Division of Molecular and Cellular Biosciences, National Science Foundation, Alexandria, USA.
F1000Res. 2021 Jan 5;10:3. doi: 10.12688/f1000research.28175.1. eCollection 2021.
Proteins fold robustly and reproducibly , but many cannot fold in isolation from cellular components. Despite the remarkable progress that has been achieved by the artificial intelligence approaches in predicting the protein native conformations, the pathways that lead to such conformations, either or , remain largely unknown. The slow progress in recapitulating protein folding pathways may be an indication of the fundamental deficiencies in our understanding of folding as it occurs in nature. Here we consider the possibility that protein folding in living cells may not be driven solely by the decrease in Gibbs free energy and propose that protein folding should be modeled as an active energy-dependent process. The mechanism of action of such a protein folding machine might include direct manipulation of the peptide backbone. To show the feasibility of a protein folding machine, we conducted molecular dynamics simulations that were augmented by the application of mechanical force to rotate the C-terminal amino acid while simultaneously limiting the N-terminal amino acid movements. Remarkably, the addition of this simple manipulation of peptide backbones to the standard molecular dynamics simulation indeed facilitated the formation of native structures in five diverse alpha-helical peptides. Steric clashes that arise in the peptides due to the forced directional rotation resulted in the behavior of the peptide backbone no longer resembling a freely jointed chain. These simulations show the feasibility of a protein folding machine operating under the conditions when the movements of the polypeptide backbone are restricted by applying external forces and constraints. Further investigation is needed to see whether such an effect may play a role during co-translational protein folding and how it can be utilized to facilitate folding of proteins in artificial environments.

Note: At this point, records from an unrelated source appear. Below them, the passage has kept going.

use crate::directive::{FieldSpec, Modifiers, Primary};
use crate::error::BuildError;
use crate::options::{Field, SqlOptions};
use crate::value::SqlValue;
use tracing::trace;

/// Wraps text in single quotes, doubling embedded quotes and backslashes.
pub fn single_quote(text: &str) -> String {
    format!("'{}'", text.replace('\\', "\\\\").replace('\'', "''"))
}

/// Renders an option struct to one SQL statement (or fragment, for nested
/// groups). Tokens are trimmed and joined with a single space; unset fields
/// contribute nothing.
pub fn emit(options: &dyn SqlOptions) -> Result<String, BuildError> {
    Ok(emit_tokens(options)?.join(" "))
}

fn emit_tokens(options: &dyn SqlOptions) -> Result<Vec<String>, BuildError> {
    let struct_name = options.struct_name();
    let mut tokens = Vec::new();
    for field in options.fields() {
        let spec = FieldSpec::resolve(struct_name, field.name, field.directives)?;
        if spec.modifiers.required && !matches!(spec.primary, Primary::Static(_)) {
            check_required(struct_name, &field)?;
        }
        if let Some(token) = FieldEmitter::new(struct_name, &field, spec).emit()? {
            let token = token.trim();
            if !token.is_empty() {
                trace!(struct_name, field = field.name, token, "emitted token");
                tokens.push(token.to_string());
            }
        }
    }
    Ok(tokens)
}

fn check_required(struct_name: &'static str, field: &Field<'_>) -> Result<(), BuildError> {
    let missing = match &field.value {
        SqlValue::Absent => true,
        SqlValue::Text(text) => text.is_empty(),
        SqlValue::List(items) => items.is_empty(),
        _ => false,
    };
    if missing {
        Err(BuildError::missing_required_field(struct_name, field.name))
    } else {
        Ok(())
    }
}

struct FieldEmitter<'f, 'a> {
    struct_name: &'static str,
    field: &'f Field<'a>,
    primary: Primary,
    modifiers: Modifiers,
}

impl<'f, 'a> FieldEmitter<'f, 'a> {
    fn new(struct_name: &'static str, field: &'f Field<'a>, spec: FieldSpec) -> Self {
        Self {
            struct_name,
            field,
            primary: spec.primary,
            modifiers: spec.modifiers,
        }
    }

    fn malformed(&self, message: impl Into<String>) -> BuildError {
        BuildError::malformed_value(self.struct_name, self.field.name, message)
    }

    fn emit(&self) -> Result<Option<String>, BuildError> {
        match self.primary {
            Primary::Static(text) => Ok(Some(text.to_string())),
            Primary::Keyword(literal) => self.keyword(literal),
            Primary::Parameter(name) => self.parameter(name),
            Primary::Identifier(prefix) => self.identifier(prefix),
            Primary::List(prefix) => self.list(prefix),
        }
    }

    fn keyword(&self, literal: Option<&'static str>) -> Result<Option<String>, BuildError> {
        let value = &self.field.value;
        match (value, literal) {
            (SqlValue::Absent | SqlValue::Bool(false), _) => Ok(None),
            (SqlValue::Bool(true), Some(literal)) => Ok(Some(literal.to_string())),
            (SqlValue::Bool(true), None) => {
                Err(self.malformed("boolean keyword needs a literal in its tag"))
            }
            (SqlValue::Nested(child), literal) => {
                let group = self.group(*child)?;
                Ok(Some(join_non_empty([
                    literal.map(str::to_string),
                    group,
                ])))
            }
            (SqlValue::List(_), _) => Err(self.malformed("keyword fields cannot hold a list")),
            (SqlValue::Text(_) | SqlValue::Identifier(_), Some(literal)) => {
                Ok(Some(literal.to_string()))
            }
            (SqlValue::Text(_) | SqlValue::Identifier(_), None) => self.scalar(value),
        }
    }

    fn parameter(&self, name: Option<&'static str>) -> Result<Option<String>, BuildError> {
        let rendered = match &self.field.value {
            SqlValue::Absent => return Ok(None),
            SqlValue::List(items) if items.is_empty() => return Ok(None),
            SqlValue::List(items) => Some(self.items(items, self.modifiers.parentheses)?),
            SqlValue::Nested(child) => self.group(*child)?,
            other => self.scalar(other)?,
        };
        let Some(rendered) = rendered else {
            return Ok(None);
        };
        let separator = if self.modifiers.no_equals { " " } else { " = " };
        Ok(Some(match name {
            Some(name) => format!("{name}{separator}{rendered}"),
            None if self.modifiers.no_equals => rendered,
            None => format!("= {rendered}"),
        }))
    }

    fn identifier(&self, prefix: Option<&'static str>) -> Result<Option<String>, BuildError> {
        if self.modifiers.single_quotes {
            return Err(self.malformed("identifiers cannot be single-quoted"));
        }
        match &self.field.value {
            SqlValue::Absent => Ok(None),
            SqlValue::Identifier(id) => Ok(Some(join_non_empty([
                prefix.map(str::to_string),
                Some(id.fully_qualified_name()),
            ]))),
            other => Err(self.malformed(format!(
                "identifier fields must hold an identifier, found {}",
                other.kind()
            ))),
        }
    }

    fn list(&self, prefix: Option<&'static str>) -> Result<Option<String>, BuildError> {
        match &self.field.value {
            SqlValue::Absent => Ok(None),
            SqlValue::List(items) if items.is_empty() => Ok(None),
            SqlValue::List(items) => {
                let body = self.items(items, !self.modifiers.no_parentheses)?;
                Ok(Some(join_non_empty([prefix.map(str::to_string), Some(body)])))
            }
            other => Err(self.malformed(format!(
                "list fields must hold a sequence, found {}",
                other.kind()
            ))),
        }
    }

    fn items(&self, items: &[SqlValue<'_>], parenthesize: bool) -> Result<String, BuildError> {
        let mut rendered = Vec::with_capacity(items.len());
        for item in items {
            let token = match item {
                SqlValue::Nested(child) => emit_tokens(*child)?.join(" "),
                SqlValue::List(_) => return Err(self.malformed("nested lists are not supported")),
                other => match self.scalar(other)? {
                    Some(token) => token,
                    None => continue,
                },
            };
            rendered.push(token);
        }
        let separator = if self.modifiers.no_comma { " " } else { ", " };
        let body = rendered.join(separator);
        Ok(if parenthesize {
            format!("({body})")
        } else {
            body
        })
    }

    /// Renders a nested option struct; `None` when it produced no tokens.
    fn group(&self, child: &dyn SqlOptions) -> Result<Option<String>, BuildError> {
        let tokens = emit_tokens(child)?;
        if tokens.is_empty() {
            return Ok(None);
        }
        let body = tokens.join(" ");
        Ok(Some(if self.modifiers.parentheses {
            format!("({body})")
        } else {
            body
        }))
    }

    fn scalar(&self, value: &SqlValue<'_>) -> Result<Option<String>, BuildError> {
        Ok(match value {
            SqlValue::Absent => None,
            SqlValue::Bool(true) => Some("TRUE".to_string()),
            SqlValue::Bool(false) => Some("FALSE".to_string()),
            SqlValue::Text(text) if self.modifiers.single_quotes => Some(single_quote(text)),
            SqlValue::Text(text) => Some(text.to_string()),
            SqlValue::Identifier(id) => Some(id.fully_qualified_name()),
            SqlValue::Nested(child) => self.group(*child)?,
            SqlValue::List(_) => return Err(self.malformed("unexpected list value")),
        })
    }
}

fn join_non_empty<const N: usize>(parts: [Option<String>; N]) -> String {
    parts
        .into_iter()
        .flatten()
        .filter(|p| !p.is_empty())
        .collect::<Vec<_>>()
        .join(" ")
}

蛋白质能够稳健且可重复地折叠,但许多蛋白质无法在与细胞成分隔离的情况下折叠。尽管人工智能方法在预测蛋白质天然构象方面取得了显著进展,但导致这些构象的途径,无论是折叠途径还是未折叠途径,在很大程度上仍然未知。在重现蛋白质折叠途径方面进展缓慢,可能表明我们对自然发生的折叠的理解存在根本缺陷。在这里,我们考虑了这样一种可能性,即在活细胞中,蛋白质折叠可能不仅仅是由吉布斯自由能降低驱动的,并提出蛋白质折叠应该被建模为一个依赖能量的主动过程。这种蛋白质折叠机器的作用机制可能包括对肽主链的直接操作。为了展示蛋白质折叠机器的可行性,我们进行了分子动力学模拟,同时应用机械力旋转 C 末端氨基酸,同时限制 N 末端氨基酸的运动。值得注意的是,将这种简单的肽主链操作添加到标准分子动力学模拟中,确实有助于五种不同的α-螺旋肽形成天然结构。由于强制定向旋转而在肽中产生的空间位阻导致肽主链的行为不再类似于自由连接链。这些模拟表明,在施加外部力和约束限制多肽主链运动的条件下,蛋白质折叠机器是可行的。需要进一步研究以确定这种效应是否可能在共翻译蛋白质折叠过程中发挥作用,以及如何利用它来促进人工环境中蛋白质的折叠。